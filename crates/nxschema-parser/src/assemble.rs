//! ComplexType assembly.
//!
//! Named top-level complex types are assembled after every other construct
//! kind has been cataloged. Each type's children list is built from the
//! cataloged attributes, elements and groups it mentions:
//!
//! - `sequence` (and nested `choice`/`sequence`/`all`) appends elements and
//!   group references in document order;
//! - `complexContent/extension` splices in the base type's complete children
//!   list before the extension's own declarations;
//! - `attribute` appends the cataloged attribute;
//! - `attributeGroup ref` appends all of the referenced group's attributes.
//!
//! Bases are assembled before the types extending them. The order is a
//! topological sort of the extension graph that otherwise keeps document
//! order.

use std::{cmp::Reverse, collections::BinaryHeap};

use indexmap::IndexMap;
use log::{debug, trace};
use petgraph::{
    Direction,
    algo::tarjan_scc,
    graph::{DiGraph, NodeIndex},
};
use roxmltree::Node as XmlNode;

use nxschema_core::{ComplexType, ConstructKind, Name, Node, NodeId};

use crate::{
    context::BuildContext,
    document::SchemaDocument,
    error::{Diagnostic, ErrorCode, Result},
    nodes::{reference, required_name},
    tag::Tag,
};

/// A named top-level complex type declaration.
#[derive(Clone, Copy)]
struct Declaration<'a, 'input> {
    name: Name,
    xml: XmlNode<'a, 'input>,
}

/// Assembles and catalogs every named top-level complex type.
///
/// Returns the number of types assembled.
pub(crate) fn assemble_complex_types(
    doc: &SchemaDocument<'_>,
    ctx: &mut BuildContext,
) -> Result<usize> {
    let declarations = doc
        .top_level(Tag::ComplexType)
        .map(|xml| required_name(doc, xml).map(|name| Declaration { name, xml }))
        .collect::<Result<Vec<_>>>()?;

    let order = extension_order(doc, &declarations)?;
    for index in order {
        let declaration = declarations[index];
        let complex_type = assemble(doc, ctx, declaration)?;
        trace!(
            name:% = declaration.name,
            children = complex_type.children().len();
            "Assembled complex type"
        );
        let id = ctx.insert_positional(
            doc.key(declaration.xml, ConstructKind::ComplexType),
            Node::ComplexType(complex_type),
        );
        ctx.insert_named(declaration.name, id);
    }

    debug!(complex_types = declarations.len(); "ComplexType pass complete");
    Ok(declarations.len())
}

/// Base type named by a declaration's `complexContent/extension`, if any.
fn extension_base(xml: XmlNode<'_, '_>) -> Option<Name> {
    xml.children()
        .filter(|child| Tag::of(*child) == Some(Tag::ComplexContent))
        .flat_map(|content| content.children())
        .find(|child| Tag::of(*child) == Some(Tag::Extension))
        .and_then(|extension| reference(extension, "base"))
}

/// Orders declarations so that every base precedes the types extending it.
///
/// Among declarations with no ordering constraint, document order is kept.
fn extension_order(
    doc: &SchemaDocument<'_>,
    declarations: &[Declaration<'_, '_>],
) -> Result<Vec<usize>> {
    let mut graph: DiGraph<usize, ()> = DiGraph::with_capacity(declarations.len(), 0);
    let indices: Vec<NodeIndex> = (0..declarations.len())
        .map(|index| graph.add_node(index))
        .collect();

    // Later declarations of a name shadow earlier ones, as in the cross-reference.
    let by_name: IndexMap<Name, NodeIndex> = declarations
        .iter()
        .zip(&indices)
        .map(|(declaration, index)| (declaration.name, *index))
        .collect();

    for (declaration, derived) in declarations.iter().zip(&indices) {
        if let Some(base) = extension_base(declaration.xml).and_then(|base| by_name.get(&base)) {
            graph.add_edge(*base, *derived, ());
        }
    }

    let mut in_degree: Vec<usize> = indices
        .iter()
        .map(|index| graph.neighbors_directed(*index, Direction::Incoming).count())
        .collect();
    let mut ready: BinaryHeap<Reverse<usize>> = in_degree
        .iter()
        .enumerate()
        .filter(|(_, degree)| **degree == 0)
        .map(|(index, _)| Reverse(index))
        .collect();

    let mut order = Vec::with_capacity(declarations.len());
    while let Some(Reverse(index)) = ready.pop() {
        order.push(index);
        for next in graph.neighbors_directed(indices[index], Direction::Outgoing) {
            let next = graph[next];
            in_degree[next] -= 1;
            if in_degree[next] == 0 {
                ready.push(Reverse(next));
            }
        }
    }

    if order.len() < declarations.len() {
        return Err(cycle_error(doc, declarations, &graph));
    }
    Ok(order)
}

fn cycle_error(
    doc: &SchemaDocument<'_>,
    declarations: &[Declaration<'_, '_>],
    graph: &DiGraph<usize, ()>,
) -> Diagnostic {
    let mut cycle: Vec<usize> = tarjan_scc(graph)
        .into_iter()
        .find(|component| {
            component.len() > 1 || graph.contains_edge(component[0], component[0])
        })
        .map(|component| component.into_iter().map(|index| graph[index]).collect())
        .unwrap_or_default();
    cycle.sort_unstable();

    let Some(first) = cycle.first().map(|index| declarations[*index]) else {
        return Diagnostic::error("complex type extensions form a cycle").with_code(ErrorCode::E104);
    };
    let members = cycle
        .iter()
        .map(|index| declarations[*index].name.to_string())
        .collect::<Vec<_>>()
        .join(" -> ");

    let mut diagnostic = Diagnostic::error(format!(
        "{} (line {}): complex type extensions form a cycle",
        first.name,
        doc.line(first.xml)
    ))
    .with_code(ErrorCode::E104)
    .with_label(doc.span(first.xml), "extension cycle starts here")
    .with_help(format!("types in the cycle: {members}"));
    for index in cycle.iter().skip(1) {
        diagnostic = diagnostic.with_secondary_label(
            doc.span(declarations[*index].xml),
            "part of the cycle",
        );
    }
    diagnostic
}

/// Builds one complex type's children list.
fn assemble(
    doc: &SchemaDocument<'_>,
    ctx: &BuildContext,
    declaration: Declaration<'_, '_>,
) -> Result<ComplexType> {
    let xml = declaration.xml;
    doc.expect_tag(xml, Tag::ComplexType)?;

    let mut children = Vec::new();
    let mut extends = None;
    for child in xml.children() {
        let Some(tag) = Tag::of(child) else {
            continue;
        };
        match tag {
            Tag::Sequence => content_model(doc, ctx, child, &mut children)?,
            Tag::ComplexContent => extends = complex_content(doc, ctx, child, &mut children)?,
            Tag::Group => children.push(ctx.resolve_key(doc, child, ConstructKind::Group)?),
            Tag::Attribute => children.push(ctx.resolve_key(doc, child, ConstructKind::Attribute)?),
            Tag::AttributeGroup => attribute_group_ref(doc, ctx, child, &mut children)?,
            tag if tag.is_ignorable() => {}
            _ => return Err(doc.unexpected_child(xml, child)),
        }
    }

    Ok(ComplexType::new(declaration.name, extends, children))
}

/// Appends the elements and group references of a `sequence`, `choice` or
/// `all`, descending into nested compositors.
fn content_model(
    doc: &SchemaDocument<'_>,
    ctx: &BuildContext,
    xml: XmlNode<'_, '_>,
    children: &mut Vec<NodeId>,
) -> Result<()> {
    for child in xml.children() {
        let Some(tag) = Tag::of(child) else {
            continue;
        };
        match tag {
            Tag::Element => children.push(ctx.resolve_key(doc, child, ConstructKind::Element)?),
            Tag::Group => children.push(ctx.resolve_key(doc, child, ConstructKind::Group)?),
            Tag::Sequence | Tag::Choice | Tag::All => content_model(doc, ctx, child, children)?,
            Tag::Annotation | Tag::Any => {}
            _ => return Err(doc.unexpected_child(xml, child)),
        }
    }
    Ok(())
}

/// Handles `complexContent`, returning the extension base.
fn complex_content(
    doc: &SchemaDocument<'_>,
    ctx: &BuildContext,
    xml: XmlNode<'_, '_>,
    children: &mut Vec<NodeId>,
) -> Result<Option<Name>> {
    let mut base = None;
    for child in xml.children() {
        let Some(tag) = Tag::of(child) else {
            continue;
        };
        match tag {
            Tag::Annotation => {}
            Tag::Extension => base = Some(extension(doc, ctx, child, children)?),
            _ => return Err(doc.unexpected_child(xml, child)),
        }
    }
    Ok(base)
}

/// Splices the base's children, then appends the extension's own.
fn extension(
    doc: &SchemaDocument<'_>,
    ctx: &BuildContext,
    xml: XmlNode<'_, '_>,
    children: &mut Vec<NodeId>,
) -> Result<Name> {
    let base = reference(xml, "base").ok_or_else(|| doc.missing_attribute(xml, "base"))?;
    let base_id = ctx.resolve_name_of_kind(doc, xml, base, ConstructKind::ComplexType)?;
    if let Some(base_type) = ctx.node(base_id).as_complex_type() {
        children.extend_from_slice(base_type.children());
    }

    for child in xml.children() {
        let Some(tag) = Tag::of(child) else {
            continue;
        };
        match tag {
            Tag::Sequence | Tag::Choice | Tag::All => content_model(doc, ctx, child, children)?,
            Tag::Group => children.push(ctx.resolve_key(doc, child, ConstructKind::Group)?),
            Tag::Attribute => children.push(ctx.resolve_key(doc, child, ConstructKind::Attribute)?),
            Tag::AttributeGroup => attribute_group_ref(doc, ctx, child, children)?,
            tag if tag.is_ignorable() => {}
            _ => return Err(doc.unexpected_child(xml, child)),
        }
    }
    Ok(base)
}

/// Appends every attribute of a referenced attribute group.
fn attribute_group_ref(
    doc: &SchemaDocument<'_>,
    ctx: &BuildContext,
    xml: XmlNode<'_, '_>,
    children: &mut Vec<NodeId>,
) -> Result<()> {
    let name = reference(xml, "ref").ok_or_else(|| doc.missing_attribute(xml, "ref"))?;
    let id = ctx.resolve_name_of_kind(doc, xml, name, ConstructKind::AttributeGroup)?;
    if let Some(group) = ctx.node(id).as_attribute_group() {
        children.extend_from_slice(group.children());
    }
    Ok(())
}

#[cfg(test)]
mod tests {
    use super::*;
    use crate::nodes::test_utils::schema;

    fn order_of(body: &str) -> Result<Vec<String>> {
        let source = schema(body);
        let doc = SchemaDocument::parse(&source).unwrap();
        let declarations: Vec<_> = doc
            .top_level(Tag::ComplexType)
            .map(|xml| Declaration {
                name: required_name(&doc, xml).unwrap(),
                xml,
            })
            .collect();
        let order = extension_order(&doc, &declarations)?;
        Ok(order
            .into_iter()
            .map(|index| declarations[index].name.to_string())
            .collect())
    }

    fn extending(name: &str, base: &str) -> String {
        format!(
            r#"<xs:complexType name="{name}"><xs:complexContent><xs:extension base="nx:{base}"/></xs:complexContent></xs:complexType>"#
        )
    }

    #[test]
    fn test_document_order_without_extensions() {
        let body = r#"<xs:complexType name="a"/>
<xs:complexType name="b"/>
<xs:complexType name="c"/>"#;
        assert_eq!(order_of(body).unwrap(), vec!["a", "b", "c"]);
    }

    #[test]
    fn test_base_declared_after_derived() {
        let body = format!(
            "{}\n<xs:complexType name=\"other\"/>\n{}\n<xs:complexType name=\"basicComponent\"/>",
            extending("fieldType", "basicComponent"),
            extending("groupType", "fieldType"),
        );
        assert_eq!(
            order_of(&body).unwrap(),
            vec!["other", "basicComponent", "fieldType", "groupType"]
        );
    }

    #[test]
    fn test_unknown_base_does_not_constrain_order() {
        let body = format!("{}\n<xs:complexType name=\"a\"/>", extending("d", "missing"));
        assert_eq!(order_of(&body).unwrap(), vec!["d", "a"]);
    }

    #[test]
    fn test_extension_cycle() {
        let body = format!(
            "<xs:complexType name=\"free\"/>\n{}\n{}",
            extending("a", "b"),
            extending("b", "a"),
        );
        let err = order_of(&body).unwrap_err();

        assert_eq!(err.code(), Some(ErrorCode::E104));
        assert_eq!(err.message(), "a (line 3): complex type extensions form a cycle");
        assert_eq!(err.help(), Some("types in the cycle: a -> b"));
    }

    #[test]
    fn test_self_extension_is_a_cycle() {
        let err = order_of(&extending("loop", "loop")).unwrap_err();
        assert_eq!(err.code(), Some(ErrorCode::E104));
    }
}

--

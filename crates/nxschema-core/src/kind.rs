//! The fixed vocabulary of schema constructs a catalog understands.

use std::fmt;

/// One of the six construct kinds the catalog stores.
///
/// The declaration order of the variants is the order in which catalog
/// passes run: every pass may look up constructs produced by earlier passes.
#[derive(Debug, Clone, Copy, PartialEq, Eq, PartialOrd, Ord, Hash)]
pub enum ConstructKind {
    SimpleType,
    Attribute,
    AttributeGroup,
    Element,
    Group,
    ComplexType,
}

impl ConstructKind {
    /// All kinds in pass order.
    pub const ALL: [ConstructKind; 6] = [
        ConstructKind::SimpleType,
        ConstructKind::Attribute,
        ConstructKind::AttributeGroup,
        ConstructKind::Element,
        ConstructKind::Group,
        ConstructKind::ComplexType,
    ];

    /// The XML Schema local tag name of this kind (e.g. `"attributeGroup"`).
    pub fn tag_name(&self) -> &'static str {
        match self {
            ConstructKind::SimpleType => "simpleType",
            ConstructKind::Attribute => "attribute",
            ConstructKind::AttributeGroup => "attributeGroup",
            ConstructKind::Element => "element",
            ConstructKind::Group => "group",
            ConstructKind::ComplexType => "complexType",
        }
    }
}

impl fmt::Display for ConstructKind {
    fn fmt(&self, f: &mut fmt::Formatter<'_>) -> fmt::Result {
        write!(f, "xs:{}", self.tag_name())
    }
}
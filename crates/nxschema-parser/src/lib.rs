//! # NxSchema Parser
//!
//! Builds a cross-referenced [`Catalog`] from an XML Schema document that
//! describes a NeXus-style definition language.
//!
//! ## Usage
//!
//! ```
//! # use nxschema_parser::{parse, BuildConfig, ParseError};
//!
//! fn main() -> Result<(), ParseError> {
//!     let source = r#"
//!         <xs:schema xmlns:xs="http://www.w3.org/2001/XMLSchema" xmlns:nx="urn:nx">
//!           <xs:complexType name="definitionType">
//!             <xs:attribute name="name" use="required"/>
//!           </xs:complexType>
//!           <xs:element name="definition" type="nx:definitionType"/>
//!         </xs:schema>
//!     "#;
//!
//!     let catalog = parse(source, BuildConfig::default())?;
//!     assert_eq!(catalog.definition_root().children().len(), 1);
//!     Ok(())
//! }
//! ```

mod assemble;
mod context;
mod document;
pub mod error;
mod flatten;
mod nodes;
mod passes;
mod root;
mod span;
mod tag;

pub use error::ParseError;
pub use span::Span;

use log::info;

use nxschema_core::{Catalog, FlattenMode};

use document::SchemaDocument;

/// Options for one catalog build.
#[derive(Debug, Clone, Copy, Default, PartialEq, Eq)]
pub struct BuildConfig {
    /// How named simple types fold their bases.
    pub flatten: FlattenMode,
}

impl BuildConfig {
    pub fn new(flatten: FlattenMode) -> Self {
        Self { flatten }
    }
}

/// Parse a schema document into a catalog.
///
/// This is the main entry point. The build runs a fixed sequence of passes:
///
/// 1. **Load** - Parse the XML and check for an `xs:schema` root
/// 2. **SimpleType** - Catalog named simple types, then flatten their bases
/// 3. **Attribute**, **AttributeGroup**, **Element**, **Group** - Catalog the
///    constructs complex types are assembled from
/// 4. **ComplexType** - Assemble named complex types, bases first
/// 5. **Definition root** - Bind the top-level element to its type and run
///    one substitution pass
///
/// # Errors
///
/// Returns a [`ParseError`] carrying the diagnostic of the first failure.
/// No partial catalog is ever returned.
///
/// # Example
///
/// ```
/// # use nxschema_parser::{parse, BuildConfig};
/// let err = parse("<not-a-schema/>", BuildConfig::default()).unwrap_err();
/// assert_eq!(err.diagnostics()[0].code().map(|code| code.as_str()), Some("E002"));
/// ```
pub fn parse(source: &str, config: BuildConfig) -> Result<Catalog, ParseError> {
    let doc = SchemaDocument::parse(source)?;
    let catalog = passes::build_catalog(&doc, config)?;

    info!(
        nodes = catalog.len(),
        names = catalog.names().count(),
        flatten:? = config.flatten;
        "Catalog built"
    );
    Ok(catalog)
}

* * *

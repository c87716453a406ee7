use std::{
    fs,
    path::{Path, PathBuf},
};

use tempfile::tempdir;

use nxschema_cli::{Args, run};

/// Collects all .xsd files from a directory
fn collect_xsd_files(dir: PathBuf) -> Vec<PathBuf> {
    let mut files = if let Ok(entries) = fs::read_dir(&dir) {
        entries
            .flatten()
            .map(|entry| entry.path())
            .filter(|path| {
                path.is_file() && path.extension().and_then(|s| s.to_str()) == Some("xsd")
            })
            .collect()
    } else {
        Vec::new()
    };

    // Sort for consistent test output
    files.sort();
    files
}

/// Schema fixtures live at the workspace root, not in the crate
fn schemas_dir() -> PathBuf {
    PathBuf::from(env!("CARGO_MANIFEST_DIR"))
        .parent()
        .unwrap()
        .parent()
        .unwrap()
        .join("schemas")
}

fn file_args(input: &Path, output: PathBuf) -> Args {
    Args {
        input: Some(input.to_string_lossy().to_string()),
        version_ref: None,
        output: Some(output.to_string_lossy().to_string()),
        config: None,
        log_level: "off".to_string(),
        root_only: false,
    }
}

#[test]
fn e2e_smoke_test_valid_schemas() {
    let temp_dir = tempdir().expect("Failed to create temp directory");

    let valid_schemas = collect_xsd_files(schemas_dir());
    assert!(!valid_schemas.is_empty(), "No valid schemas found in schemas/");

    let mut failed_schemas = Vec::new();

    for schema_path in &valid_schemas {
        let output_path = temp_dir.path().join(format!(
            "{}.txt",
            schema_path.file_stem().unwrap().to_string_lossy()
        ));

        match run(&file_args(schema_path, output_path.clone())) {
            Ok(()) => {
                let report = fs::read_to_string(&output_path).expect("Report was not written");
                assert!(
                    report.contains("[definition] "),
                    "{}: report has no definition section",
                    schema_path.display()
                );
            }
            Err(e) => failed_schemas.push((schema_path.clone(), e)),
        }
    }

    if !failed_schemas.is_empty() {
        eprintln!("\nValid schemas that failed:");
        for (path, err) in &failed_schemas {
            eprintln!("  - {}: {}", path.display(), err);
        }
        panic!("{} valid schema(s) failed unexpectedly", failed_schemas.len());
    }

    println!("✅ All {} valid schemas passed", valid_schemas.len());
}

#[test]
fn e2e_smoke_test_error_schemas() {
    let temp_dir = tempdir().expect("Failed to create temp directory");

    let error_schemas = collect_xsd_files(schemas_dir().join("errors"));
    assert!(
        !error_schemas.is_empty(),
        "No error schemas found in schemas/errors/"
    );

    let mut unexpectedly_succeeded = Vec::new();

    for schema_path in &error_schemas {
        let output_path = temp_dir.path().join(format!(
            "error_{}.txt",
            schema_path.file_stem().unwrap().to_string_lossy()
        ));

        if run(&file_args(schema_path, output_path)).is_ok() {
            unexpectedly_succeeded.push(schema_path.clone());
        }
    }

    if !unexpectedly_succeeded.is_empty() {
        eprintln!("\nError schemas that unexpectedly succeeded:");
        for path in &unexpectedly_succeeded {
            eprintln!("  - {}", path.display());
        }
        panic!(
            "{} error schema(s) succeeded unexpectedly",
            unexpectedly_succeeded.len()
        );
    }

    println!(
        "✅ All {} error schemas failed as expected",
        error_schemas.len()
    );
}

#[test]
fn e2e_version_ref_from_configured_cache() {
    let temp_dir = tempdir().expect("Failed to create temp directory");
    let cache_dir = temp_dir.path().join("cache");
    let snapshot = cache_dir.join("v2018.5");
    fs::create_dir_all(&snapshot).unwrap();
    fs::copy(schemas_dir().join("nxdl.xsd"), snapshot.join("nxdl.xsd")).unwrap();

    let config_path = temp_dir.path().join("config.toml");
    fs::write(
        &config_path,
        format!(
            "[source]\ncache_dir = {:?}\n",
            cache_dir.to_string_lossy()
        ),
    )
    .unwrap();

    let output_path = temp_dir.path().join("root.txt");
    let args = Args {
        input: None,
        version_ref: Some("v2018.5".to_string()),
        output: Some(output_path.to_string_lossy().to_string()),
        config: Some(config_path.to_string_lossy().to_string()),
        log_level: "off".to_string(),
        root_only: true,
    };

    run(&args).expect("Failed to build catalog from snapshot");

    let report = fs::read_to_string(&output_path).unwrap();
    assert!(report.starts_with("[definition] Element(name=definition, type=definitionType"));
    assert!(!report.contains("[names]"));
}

YOUR TASK
Set down precisely the lines above between the line holding "filename crates/nxschema-parser/src/assemble.rs" and the line holding "built from the", inclusive, and nothing beyond them.

ANSWER TO THE EXERCISE
filename crates/nxschema-parser/src/assemble.rs
//! ComplexType assembly.
//!
//! Named top-level complex types are assembled after every other construct
//! kind has been cataloged. Each type's children list is built from the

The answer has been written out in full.